==== ENTRIES SUPPLIED

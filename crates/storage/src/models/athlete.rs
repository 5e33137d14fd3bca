use chrono::NaiveDate;
use serde::{Deserialize, Serialize};
use sqlx::FromRow;

use crate::record::{Record, Row};
use crate::schema::Table;

#[derive(Debug, Clone, Default, PartialEq, Serialize, Deserialize)]
pub struct Athlete {
    pub id: i64,
    pub lastname: Option<String>,
    pub firstname: Option<String>,
    pub birthdate: Option<NaiveDate>,
    /// External id used to query the athlete's result history.
    pub live_id: Option<String>,
    pub dossard: Option<String>,
    pub gender: Option<String>,
    pub nationality: Option<String>,
    pub organization_id: Option<i64>,
}

impl Record for Athlete {
    const TABLE: Table = Table::Athletes;

    fn id(&self) -> i64 {
        self.id
    }

    fn to_row(&self) -> Row {
        Row::new(self.id)
            .with("lastname", self.lastname.clone())
            .with("firstname", self.firstname.clone())
            .with("birthdate", self.birthdate)
            .with("live_id", self.live_id.clone())
            .with("dossard", self.dossard.clone())
            .with("gender", self.gender.clone())
            .with("nationality", self.nationality.clone())
            .with("organization_id", self.organization_id)
    }
}

/// The slice of an athlete the results stage needs.
#[derive(Debug, Clone, PartialEq, Eq, FromRow)]
pub struct AthleteRef {
    pub id: i64,
    pub firstname: Option<String>,
    pub lastname: Option<String>,
    pub live_id: String,
}

impl AthleteRef {
    pub fn display_name(&self) -> String {
        match (&self.firstname, &self.lastname) {
            (Some(first), Some(last)) => format!("{} {}", first, last),
            (Some(name), None) | (None, Some(name)) => name.clone(),
            (None, None) => format!("athlete #{}", self.id),
        }
    }
}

========

Print the entries above exactly as they were written, down to the last line.

> **EXERCISE RESPONSE**
filename crates/storage/src/models/athlete.rs
repository 5e33137d14fd3bca
use chrono::NaiveDate;
use serde::{Deserialize, Serialize};
use sqlx::FromRow;

use crate::record::{Record, Row};
use crate::schema::Table;

#[derive(Debug, Clone, Default, PartialEq, Serialize, Deserialize)]
pub struct Athlete {
    pub id: i64,
    pub lastname: Option<String>,
    pub firstname: Option<String>,
    pub birthdate: Option<NaiveDate>,
    /// External id used to query the athlete's result history.
    pub live_id: Option<String>,
    pub dossard: Option<String>,
    pub gender: Option<String>,
    pub nationality: Option<String>,
    pub organization_id: Option<i64>,
}

impl Record for Athlete {
    const TABLE: Table = Table::Athletes;

    fn id(&self) -> i64 {
        self.id
    }

    fn to_row(&self) -> Row {
        Row::new(self.id)
            .with("lastname", self.lastname.clone())
            .with("firstname", self.firstname.clone())
            .with("birthdate", self.birthdate)
            .with("live_id", self.live_id.clone())
            .with("dossard", self.dossard.clone())
            .with("gender", self.gender.clone())
            .with("nationality", self.nationality.clone())
            .with("organization_id", self.organization_id)
    }
}

/// The slice of an athlete the results stage needs.
#[derive(Debug, Clone, PartialEq, Eq, FromRow)]
pub struct AthleteRef {
    pub id: i64,
    pub firstname: Option<String>,
    pub lastname: Option<String>,
    pub live_id: String,
}

impl AthleteRef {
    pub fn display_name(&self) -> String {
        match (&self.firstname, &self.lastname) {
            (Some(first), Some(last)) => format!("{} {}", first, last),
            (Some(name), None) | (None, Some(name)) => name.clone(),
            (None, None) => format!("athlete #{}", self.id),
        }
    }
}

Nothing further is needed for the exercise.